DATASET ENTRIES.
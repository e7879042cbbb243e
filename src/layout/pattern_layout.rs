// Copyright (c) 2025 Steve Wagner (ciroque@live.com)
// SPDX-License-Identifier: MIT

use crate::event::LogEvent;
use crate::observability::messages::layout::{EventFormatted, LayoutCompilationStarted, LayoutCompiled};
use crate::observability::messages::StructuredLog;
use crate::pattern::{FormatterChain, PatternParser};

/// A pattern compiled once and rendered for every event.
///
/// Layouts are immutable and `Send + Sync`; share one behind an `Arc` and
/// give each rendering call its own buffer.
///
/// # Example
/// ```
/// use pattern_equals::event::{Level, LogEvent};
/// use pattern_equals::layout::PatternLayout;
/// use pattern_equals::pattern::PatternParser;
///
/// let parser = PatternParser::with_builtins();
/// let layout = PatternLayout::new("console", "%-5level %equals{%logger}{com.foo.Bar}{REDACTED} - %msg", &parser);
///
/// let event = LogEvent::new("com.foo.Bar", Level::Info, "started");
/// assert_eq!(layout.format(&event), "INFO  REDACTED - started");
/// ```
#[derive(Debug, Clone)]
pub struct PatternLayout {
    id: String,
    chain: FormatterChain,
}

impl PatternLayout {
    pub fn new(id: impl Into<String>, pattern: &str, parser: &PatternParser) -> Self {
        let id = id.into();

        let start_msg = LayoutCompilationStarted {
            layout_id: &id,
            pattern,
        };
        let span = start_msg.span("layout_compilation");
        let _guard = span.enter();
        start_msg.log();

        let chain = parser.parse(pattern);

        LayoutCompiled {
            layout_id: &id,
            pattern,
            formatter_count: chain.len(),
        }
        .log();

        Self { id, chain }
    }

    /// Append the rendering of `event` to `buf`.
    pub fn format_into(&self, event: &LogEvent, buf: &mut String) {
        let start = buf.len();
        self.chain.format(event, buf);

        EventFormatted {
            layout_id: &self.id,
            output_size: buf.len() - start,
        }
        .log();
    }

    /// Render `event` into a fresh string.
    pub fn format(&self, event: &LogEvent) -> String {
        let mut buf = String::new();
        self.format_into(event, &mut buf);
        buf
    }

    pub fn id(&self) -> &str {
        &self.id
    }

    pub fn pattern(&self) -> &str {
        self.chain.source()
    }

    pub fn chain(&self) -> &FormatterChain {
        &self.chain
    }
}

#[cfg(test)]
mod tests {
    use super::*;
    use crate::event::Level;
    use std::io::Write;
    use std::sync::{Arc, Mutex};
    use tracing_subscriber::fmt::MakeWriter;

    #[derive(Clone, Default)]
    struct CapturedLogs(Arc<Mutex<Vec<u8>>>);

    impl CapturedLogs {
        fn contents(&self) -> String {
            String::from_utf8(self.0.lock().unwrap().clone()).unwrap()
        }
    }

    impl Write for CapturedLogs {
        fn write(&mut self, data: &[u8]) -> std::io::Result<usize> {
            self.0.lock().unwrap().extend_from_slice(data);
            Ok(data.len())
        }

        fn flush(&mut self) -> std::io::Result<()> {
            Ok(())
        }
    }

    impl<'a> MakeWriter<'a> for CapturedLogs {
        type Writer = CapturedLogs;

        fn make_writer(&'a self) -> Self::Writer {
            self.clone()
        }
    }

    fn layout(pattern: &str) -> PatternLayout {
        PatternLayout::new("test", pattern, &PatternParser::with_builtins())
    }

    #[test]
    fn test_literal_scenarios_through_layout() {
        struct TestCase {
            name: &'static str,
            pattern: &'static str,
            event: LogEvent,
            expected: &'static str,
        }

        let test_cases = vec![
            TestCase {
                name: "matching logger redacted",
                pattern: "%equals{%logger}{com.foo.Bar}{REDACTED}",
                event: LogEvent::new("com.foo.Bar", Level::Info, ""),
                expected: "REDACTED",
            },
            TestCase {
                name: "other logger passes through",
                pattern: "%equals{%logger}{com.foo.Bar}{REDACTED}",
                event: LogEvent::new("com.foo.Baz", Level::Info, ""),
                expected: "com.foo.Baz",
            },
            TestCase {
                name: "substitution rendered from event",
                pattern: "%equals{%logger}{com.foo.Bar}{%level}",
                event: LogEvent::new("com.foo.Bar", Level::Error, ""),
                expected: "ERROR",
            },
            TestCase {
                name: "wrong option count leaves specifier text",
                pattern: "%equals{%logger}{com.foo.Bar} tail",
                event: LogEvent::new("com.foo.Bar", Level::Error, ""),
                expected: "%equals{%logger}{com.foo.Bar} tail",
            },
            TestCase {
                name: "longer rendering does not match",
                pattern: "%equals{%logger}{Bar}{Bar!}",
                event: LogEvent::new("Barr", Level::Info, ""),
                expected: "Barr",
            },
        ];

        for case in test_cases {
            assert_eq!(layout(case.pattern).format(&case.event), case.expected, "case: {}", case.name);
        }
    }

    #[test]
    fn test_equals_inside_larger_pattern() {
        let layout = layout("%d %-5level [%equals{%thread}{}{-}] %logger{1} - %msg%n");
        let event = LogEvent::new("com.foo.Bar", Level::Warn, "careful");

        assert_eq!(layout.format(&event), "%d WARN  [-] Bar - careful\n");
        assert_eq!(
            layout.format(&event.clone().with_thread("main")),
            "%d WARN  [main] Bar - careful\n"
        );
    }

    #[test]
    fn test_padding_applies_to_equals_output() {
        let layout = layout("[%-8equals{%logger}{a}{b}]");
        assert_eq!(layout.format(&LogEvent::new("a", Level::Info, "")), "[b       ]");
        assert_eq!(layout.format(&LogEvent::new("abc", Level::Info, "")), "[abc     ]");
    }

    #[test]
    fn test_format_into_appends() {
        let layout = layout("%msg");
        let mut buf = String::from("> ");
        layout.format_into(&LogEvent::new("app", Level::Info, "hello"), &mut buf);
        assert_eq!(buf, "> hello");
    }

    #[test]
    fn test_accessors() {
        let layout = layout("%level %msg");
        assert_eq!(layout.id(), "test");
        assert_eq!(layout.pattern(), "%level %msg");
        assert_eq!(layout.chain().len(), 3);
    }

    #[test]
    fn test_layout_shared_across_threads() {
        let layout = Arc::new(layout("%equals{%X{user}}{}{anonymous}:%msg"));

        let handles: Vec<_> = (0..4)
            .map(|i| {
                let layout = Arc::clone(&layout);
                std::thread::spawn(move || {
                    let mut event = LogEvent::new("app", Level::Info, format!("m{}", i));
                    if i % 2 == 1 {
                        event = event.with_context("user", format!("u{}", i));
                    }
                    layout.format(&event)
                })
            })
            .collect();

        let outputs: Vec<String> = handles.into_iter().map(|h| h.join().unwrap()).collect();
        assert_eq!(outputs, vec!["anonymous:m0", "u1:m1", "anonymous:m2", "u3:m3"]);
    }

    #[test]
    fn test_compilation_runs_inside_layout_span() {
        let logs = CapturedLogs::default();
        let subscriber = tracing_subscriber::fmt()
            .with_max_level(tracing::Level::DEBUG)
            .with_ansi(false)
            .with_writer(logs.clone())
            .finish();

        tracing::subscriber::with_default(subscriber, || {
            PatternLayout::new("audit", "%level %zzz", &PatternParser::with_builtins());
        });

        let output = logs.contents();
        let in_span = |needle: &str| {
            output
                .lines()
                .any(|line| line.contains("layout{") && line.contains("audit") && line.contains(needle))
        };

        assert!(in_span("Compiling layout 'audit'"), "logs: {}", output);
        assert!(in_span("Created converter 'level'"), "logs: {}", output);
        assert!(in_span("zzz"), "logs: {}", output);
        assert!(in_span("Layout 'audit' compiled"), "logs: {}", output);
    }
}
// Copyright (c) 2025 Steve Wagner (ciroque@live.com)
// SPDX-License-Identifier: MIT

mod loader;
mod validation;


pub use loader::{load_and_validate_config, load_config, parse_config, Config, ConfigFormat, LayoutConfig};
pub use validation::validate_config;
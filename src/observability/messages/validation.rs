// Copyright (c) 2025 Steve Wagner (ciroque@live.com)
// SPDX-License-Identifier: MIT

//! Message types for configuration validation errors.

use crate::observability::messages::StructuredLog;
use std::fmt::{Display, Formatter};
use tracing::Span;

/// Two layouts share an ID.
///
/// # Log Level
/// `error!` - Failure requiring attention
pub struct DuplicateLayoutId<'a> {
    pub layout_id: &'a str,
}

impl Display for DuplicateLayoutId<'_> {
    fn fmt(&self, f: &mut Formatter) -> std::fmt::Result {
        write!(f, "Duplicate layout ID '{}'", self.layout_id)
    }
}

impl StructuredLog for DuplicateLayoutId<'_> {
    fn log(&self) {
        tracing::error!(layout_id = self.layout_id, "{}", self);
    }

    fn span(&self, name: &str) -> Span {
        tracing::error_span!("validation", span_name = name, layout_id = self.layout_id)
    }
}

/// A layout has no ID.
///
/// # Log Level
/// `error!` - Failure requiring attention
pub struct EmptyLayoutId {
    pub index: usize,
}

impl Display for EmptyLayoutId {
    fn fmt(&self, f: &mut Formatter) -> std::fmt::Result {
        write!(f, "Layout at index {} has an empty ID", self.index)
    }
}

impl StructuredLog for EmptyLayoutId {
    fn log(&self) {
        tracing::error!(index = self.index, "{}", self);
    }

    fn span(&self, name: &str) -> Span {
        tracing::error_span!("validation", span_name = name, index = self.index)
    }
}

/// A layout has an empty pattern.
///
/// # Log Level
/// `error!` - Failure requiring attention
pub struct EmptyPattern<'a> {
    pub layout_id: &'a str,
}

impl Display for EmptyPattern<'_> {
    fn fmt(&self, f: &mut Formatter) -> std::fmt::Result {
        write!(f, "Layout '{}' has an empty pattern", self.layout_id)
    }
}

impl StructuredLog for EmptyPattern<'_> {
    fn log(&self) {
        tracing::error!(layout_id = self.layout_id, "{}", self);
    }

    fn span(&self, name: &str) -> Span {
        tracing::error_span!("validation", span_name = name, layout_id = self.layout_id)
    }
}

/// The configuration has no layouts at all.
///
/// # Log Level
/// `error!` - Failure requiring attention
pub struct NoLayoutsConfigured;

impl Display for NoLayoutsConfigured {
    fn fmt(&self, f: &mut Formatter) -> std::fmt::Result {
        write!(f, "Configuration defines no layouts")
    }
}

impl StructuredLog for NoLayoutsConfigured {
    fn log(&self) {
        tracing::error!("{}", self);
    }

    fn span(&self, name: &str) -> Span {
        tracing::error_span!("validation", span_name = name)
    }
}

WHAT THIS TASK INVOLVES.
Scan the listing above. Gather each line that contains the word "EventFormatted".

EXPECTED ANSWER.
use crate::observability::messages::layout::{EventFormatted, LayoutCompilationStarted, LayoutCompiled};
        EventFormatted {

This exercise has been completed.